Solway Shipping    


Royal Caribbean's "Explorer of the Seas" left Southampton late on a Sunday afternoon for an 11 night cruise to the Mediterranean.

After letting go the ropes she made her way down the Solent towards the English Channel only to pass "Shieldhall" a 1955 built former sludge carrier which transported treated sewage down the River Clyde to be dumped at sea. Now a recognised historic ship she was bought and renovated by volunteers to run excursions for tourists. As it was passing Explorer she started giving vigorous blasts on her whistle which was reciprocated by the cruise ship, when the Explore had finished "Shieldhall" gave what sounded like a destroyers whistle in WW2, a type of whooping sound which got louder with every blast!
Not long after having dropped the pilot we passed this incoming container ship "Independent Vision" as we turned and headed for our first port of call, Gibraltar.
As we arrived into the straits of Gibraltar, the narrow passage into the Mediterranean Sea, on the Wednesday morning, a thick mist was swirling around reducing visibility, which was slightly concerning considering the amount of shipping which passes through this narrow entrance! Luckily the mist started to clear somewhat as we made our way to the cruise terminal after getting our pilot on board.
The end of the airport runway was nearby so the cruise terminal gave a good view of the aircraft landing.
Leaving Gibraltar later that day the mist had cleared which allowed us to see the anchored ships that were pretty much invisible coming into port. But first we had to wait for the P & O ship "Azura" to depart first.
passing our stern
as usual there were many tankers and other types of ships waiting to refuel attracted by the low tax and duty rates.
Looking a bit odd without her normal cargo of containers was "Navios Azure"
the tankers "Nordic Aquarius" and "BW Tagus"  
as we left "the rock" behind we had the usual sight of the local dolphins.
The next port of call was Alicante. The waterfront near the marina was pleasant but apart from that it was quiet for shipping. This Guardia Civil launch was passing by.
One of the ferries, "Volcan de Tinamar"
the port of Ibiza is a good spot for plane spotters!
this Easyjet plane seemed a bit low though
Leaving Ibiza the next stop was Barcelona where there were 4 other cruise ships already tied up when we arrived
this cruise port can handle up to 7 ships at a time but these ships are not popular with some residents and they want them banned but I would imagine that would be a disaster for the local economy."
"MSC Seaview" departing
"Cruise Smeralda" entering port
After leaving Barcelona it was a case of another day another port as we reached the second largest city in France, Marseille
Looking from the balcony in the direction of Marseille city centre a few miles away, it was interesting to see the fumes being emitted from a moored ferry were being slowly but surely spread over the city. Over the past few years cruise ships have had to undergo huge expensive changes to their engines to prevent things like this from happening.
Moored adjacent to the Explorer was the "Costa Diadema"
and in a nearby repair dock "Liverpool Express"
After docking in 5 different ports in 5 days it was a 2 day voyage to the next port on the itinerary Lisbon, which gave time to recharge the batteries and take in an ice skating show. It seemed pretty surreal to be watching ice skaters in "snow" in the middle of summer in the Mediterranean Sea!

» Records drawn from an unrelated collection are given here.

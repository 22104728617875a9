use crate::domain::model::{FormMode, LogBuffer, COMPLETION_MARKER};
use std::sync::atomic::{AtomicBool, Ordering};
use std::sync::Arc;

#[derive(Debug, Clone, Copy, PartialEq, Eq)]
pub enum CloseReason {
    Completed,
    Errored,
    /// Abandoned by the client because a newer build was submitted.
    Cancelled,
}

#[derive(Debug, Clone, Copy, PartialEq, Eq, Default)]
pub enum SessionState {
    #[default]
    Idle,
    Connecting,
    Streaming,
    Closed(CloseReason),
}

#[derive(Debug, Clone, Copy, PartialEq, Eq)]
pub enum LineOutcome {
    Appended,
    /// The line was appended and carried the completion marker.
    Completed,
    Ignored,
}

/// One server-push connection and the log it produced.
///
/// The cancel flag is shared with the task reading the connection; it is set
/// on every close and checked before each append.
#[derive(Debug)]
pub struct LogStreamSession {
    mode: FormMode,
    state: SessionState,
    buffer: LogBuffer,
    cancelled: Arc<AtomicBool>,
}

impl LogStreamSession {
    pub fn new(mode: FormMode) -> Self {
        Self {
            mode,
            state: SessionState::Idle,
            buffer: LogBuffer::new(),
            cancelled: Arc::new(AtomicBool::new(false)),
        }
    }

    pub fn mode(&self) -> FormMode {
        self.mode
    }

    pub fn state(&self) -> SessionState {
        self.state
    }

    pub fn buffer(&self) -> &LogBuffer {
        &self.buffer
    }

    pub fn is_open(&self) -> bool {
        matches!(self.state, SessionState::Connecting | SessionState::Streaming)
    }

    pub fn cancel_flag(&self) -> Arc<AtomicBool> {
        Arc::clone(&self.cancelled)
    }

    pub fn connect(&mut self) {
        self.buffer.clear();
        self.cancelled.store(false, Ordering::Release);
        self.state = SessionState::Connecting;
    }

    pub fn on_line(&mut self, line: String) -> LineOutcome {
        if !self.is_open() || self.cancelled.load(Ordering::Acquire) {
            return LineOutcome::Ignored;
        }

        self.state = SessionState::Streaming;
        // 子字串比對：任何包含標記的行都會結束串流
        let completes = self.mode.uses_completion_marker() && line.contains(COMPLETION_MARKER);
        self.buffer.push(line);

        if completes {
            self.close(CloseReason::Completed);
            LineOutcome::Completed
        } else {
            LineOutcome::Appended
        }
    }

    /// Transport failure. Returns the line made visible in the log, if the
    /// mode shows errors there.
    pub fn on_error(&mut self, message: &str) -> Option<String> {
        if !self.is_open() {
            return None;
        }

        let visible = if self.mode.shows_errors_in_log() {
            let line = format!("Error: {}", message);
            self.buffer.push(line.clone());
            Some(line)
        } else {
            None
        };
        self.close(CloseReason::Errored);
        visible
    }

    /// The server ended the response body.
    pub fn on_end(&mut self) -> Option<CloseReason> {
        if !self.is_open() {
            return None;
        }

        let reason = if self.mode.uses_completion_marker() {
            CloseReason::Errored
        } else {
            CloseReason::Completed
        };
        self.close(reason);
        Some(reason)
    }

    pub fn on_trigger_failure(&mut self) -> bool {
        if !self.is_open() {
            return false;
        }
        self.close(CloseReason::Errored);
        true
    }

    pub fn cancel(&mut self) -> bool {
        if !self.is_open() {
            return false;
        }
        self.close(CloseReason::Cancelled);
        true
    }

    fn close(&mut self, reason: CloseReason) {
        self.cancelled.store(true, Ordering::Release);
        self.state = SessionState::Closed(reason);
    }
}

#[cfg(test)]
mod tests {
    use super::*;

    fn connected(mode: FormMode) -> LogStreamSession {
        let mut session = LogStreamSession::new(mode);
        session.connect();
        session
    }

    #[test]
    fn test_lines_without_marker_keep_session_open() {
        let mut session = connected(FormMode::Strict);
        assert_eq!(session.state(), SessionState::Connecting);

        for i in 0..5 {
            assert_eq!(session.on_line(format!("step {i}")), LineOutcome::Appended);
        }

        assert_eq!(session.state(), SessionState::Streaming);
        assert_eq!(session.buffer().lines(), ["step 0", "step 1", "step 2", "step 3", "step 4"]);
        assert!(session.is_open());
    }

    #[test]
    fn test_marker_anywhere_in_line_completes() {
        let mut session = connected(FormMode::Strict);
        session.on_line("Cloning".to_string());

        let outcome = session.on_line("Step 9/9: Build complete! (12s)".to_string());
        assert_eq!(outcome, LineOutcome::Completed);
        assert_eq!(session.state(), SessionState::Closed(CloseReason::Completed));
        assert!(session.cancel_flag().load(Ordering::Acquire));

        assert_eq!(session.on_line("after close".to_string()), LineOutcome::Ignored);
        assert_eq!(session.buffer().len(), 2);
    }

    #[test]
    fn test_marker_is_case_sensitive() {
        let mut session = connected(FormMode::Strict);
        assert_eq!(session.on_line("build complete!".to_string()), LineOutcome::Appended);
        assert!(session.is_open());
    }

    #[test]
    fn test_multi_field_ignores_marker() {
        let mut session = connected(FormMode::MultiField);
        assert_eq!(session.on_line("Build complete!".to_string()), LineOutcome::Appended);
        assert!(session.is_open());
        assert_eq!(session.on_end(), Some(CloseReason::Completed));
    }

    #[test]
    fn test_error_before_any_line_leaves_buffer_empty() {
        let mut session = connected(FormMode::Strict);
        assert_eq!(session.on_error("connection refused"), None);
        assert_eq!(session.state(), SessionState::Closed(CloseReason::Errored));
        assert!(session.buffer().is_empty());
    }

    #[test]
    fn test_multi_field_error_is_visible() {
        let mut session = connected(FormMode::MultiField);
        session.on_line("Resolving dependencies".to_string());
        let visible = session.on_error("connection reset");
        assert_eq!(visible.as_deref(), Some("Error: connection reset"));
        assert_eq!(session.buffer().lines().last().map(String::as_str), Some("Error: connection reset"));
    }

    #[test]
    fn test_strict_end_without_marker_is_an_error() {
        let mut session = connected(FormMode::Strict);
        session.on_line("Step 1/9".to_string());
        assert_eq!(session.on_end(), Some(CloseReason::Errored));
        assert_eq!(session.on_end(), None);
    }

    #[test]
    fn test_cancel_only_closes_open_sessions() {
        let mut session = LogStreamSession::new(FormMode::Strict);
        assert!(!session.cancel());

        session.connect();
        assert!(session.cancel());
        assert_eq!(session.state(), SessionState::Closed(CloseReason::Cancelled));
        assert_eq!(session.on_line("late".to_string()), LineOutcome::Ignored);
        assert!(!session.on_trigger_failure());
    }
}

Docking at Lisbon's new cruise terminal seen us pass under the famous "April 25th bridge" which is modelled on the even more famous Golden Gate bridge in San Francisco. On the ridge a 110m high statue of Christ the Redeemer overlooks the city.

No sooner we were tied up and this tourist boat came to check us out
"Pinnacle Spirit" and "Guanarteme" at anchor in the river
Soon it was time to depart back under the bridge and to head down the Tagus and onto the final port, Cherbourg.
As we cleared the river estuary back into the open sea we were greeted by the sight of whales which we continued to watch over the following couple of hours. They were easy to spot as the sunlight lit up the whales exhaled breath.
We arrived at the Cherbourg pilot station 48 hours later to collect the pilot
Cherbourg was pretty quiet apart from the cross channel ferries arriving from the UK
"Normandie Express"
"Abielle Liberte" an offshore oil rig support vessel
With just the short overnight run back to Southampton there time for just a few more cocktails and to relax before the hustle and bustle the following morning would bring!...   one too many maybe?